Email Scraper – Open-Source Email Extraction Tool for Websites

Email Scraper is an open-source TypeScript library and CLI tool for extracting email addresses from webpages and entire websites. This email scraper helps developers automate email collection by providing ready-to-use modules that support both HTTP requests and headless browsers (Playwright/Puppeteer) for comprehensive web scraping.

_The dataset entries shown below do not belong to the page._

use std::path::{Path, PathBuf};

use rayon::prelude::*;

use ctxarg_core::config::{CtxargConfig, RuleConfig};
use ctxarg_core::types::{Diagnostic, RuleCode};
use ctxarg_parsers::go::GoFile;
use ctxarg_parsers::treesitter::TreeSitterParser;

use crate::rule;
use crate::suppress::SuppressionManager;
use crate::types::{LintResult, LintStatus, SkippedFile, Violation};

/// Runs the rule over a set of Go files and assembles a [`LintResult`].
///
/// Files are independent, so they are analysed in parallel with one parser
/// per worker thread. The configuration is shared read-only.
pub struct LintEngine {
    config: RuleConfig,
    suppressions: SuppressionManager,
}

enum FileOutcome {
    Analyzed { file: String, violations: Vec<Violation> },
    Skipped(SkippedFile),
}

impl LintEngine {
    pub fn new(config: RuleConfig) -> Self {
        Self {
            config,
            suppressions: SuppressionManager::new(),
        }
    }

    /// Create an engine configured from a `CtxargConfig`.
    pub fn with_config(config: &CtxargConfig) -> Self {
        Self {
            config: config.rule_config(),
            suppressions: config.suppress.iter().copied().collect(),
        }
    }

    pub fn suppress(&mut self, code: RuleCode) {
        self.suppressions.suppress(code);
    }

    pub fn config(&self) -> &RuleConfig {
        &self.config
    }

    /// Violations for one parsed file, in signature preorder.
    pub fn lint_file(&self, file: &GoFile, display_path: &str) -> Vec<Violation> {
        if file.has_errors() {
            tracing::debug!(file = display_path, "syntax errors recovered; analysing anyway");
        }
        let resolver = file.type_resolver();
        let mut violations = Vec::new();
        for sig in file.signatures() {
            let mut diagnostics: Vec<Diagnostic> = Vec::new();
            rule::check_signature(&sig, &self.config, resolver, &mut diagnostics);
            if diagnostics.is_empty() {
                continue;
            }
            let described = sig.describe();
            violations.extend(diagnostics.into_iter().map(|d| {
                self.suppressions.apply(Violation::from_diagnostic(
                    d,
                    display_path,
                    Some(described.clone()),
                ))
            }));
        }
        violations
    }

    /// Lint in-memory sources given as `(display path, content)` pairs.
    pub fn lint_sources(&self, sources: &[(String, String)]) -> LintResult {
        let outcomes: Vec<FileOutcome> = sources
            .par_iter()
            .map_init(TreeSitterParser::new, |parser, (name, content)| {
                self.lint_one(parser, Path::new(name), name, content.clone())
            })
            .collect();
        self.finish(outcomes)
    }

    /// Read and lint files from disk. Paths are reported relative to `root`.
    /// Unreadable or unparsable files are listed as skipped, not fatal.
    pub fn lint_paths(&self, paths: &[PathBuf], root: &Path) -> LintResult {
        let outcomes: Vec<FileOutcome> = paths
            .par_iter()
            .map_init(TreeSitterParser::new, |parser, path| {
                let shown = display_path(path, root);
                match std::fs::read_to_string(path) {
                    Ok(content) => self.lint_one(parser, path, &shown, content),
                    Err(e) => {
                        tracing::warn!(file = %shown, error = %e, "skipping unreadable file");
                        FileOutcome::Skipped(SkippedFile {
                            file: shown,
                            reason: e.to_string(),
                        })
                    }
                }
            })
            .collect();
        self.finish(outcomes)
    }

    fn lint_one(
        &self,
        parser: &mut TreeSitterParser,
        path: &Path,
        shown: &str,
        content: String,
    ) -> FileOutcome {
        match GoFile::parse(parser, path, content) {
            Ok(file) => FileOutcome::Analyzed {
                file: shown.to_string(),
                violations: self.lint_file(&file, shown),
            },
            Err(e) => {
                tracing::warn!(file = shown, error = %e, "skipping file that failed to parse");
                FileOutcome::Skipped(SkippedFile {
                    file: shown.to_string(),
                    reason: e.to_string(),
                })
            }
        }
    }

    fn finish(&self, outcomes: Vec<FileOutcome>) -> LintResult {
        let mut files_analyzed = Vec::new();
        let mut violations = Vec::new();
        let mut skipped = Vec::new();

        for outcome in outcomes {
            match outcome {
                FileOutcome::Analyzed {
                    file,
                    violations: found,
                } => {
                    files_analyzed.push(file);
                    violations.extend(found);
                }
                FileOutcome::Skipped(s) => skipped.push(s),
            }
        }

        files_analyzed.sort();
        skipped.sort_by(|a, b| a.file.cmp(&b.file));
        violations.sort_by(|a, b| {
            (&a.file, a.line, a.column, a.code).cmp(&(&b.file, b.line, b.column, b.code))
        });

        let status = if violations.iter().any(|v| !v.suppressed) {
            LintStatus::Violations
        } else {
            LintStatus::Ok
        };

        tracing::debug!(
            files = files_analyzed.len(),
            violations = violations.len(),
            skipped = skipped.len(),
            "lint finished"
        );

        LintResult {
            version: env!("CARGO_PKG_VERSION").to_string(),
            analyzer: rule::ANALYZER_NAME.to_string(),
            status,
            files_analyzed,
            violations,
            skipped,
        }
    }
}

fn display_path(path: &Path, root: &Path) -> String {
    path.strip_prefix(root)
        .unwrap_or(path)
        .to_string_lossy()
        .replace('\\', "/")
}

#[cfg(test)]
#[path = "engine_tests.rs"]
mod tests;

Whether you need to scrape emails from a single contact page or crawl an entire website to collect email addresses, this tool provides a simple, reliable solution for email extraction and web scraping tasks.

Features

Email Extraction from Single Pages: Scrape email addresses from any webpage URL using HTTP requests or headless browsers
Website Crawling: Automatically crawl entire websites to extract emails from multiple pages with configurable depth and page limits
Multiple Scraping Methods: Choose between fast HTTP requests or full browser automation (Playwright/Puppeteer) for JavaScript-heavy sites
TypeScript Support: Fully typed API for better developer experience and IDE autocomplete
CLI Tool: Command-line interface for quick email scraping without writing code
Library API: Import and use in your own Node.js projects for custom email scraping workflows
Flexible Configuration: Customize timeout, crawl depth, page limits, and cross-domain crawling options
Email Normalization: Automatically normalizes and deduplicates extracted email addresses

Installation

Setup

Clone this repository:

git clone https://github.com/web-scraping-apis/email-scraper
cd email-scraper

Install dependencies:

npm install

Build the project:

npm run build

Browser Support (Optional)

For scraping JavaScript-rendered pages, install one of the supported browsers:

Using Playwright:

npm install playwright
npx playwright install chromium

Using Puppeteer:

npm install puppeteer

Quick Start

CLI Usage – Scrape Emails from a Single Webpage

The email scraper CLI makes it easy to extract emails from any webpage:

# Using HTTP requests (fast, for static pages)
npm run dev page https://example.com/contact

# Using headless browser (for JavaScript-rendered pages)
npm run dev page https://example.com/contact --browser

# After building, use the compiled version:
npm run scrape page https://example.com/contact

CLI Options for Single Page Scraping:

-t, --timeout <ms> - Request timeout in milliseconds (default: 10000)
-b, --browser - Use headless browser (Playwright/Puppeteer) instead of HTTP requests
--wait-until <event> - Wait until event: load, domcontentloaded, or networkidle (default: load, browser mode only)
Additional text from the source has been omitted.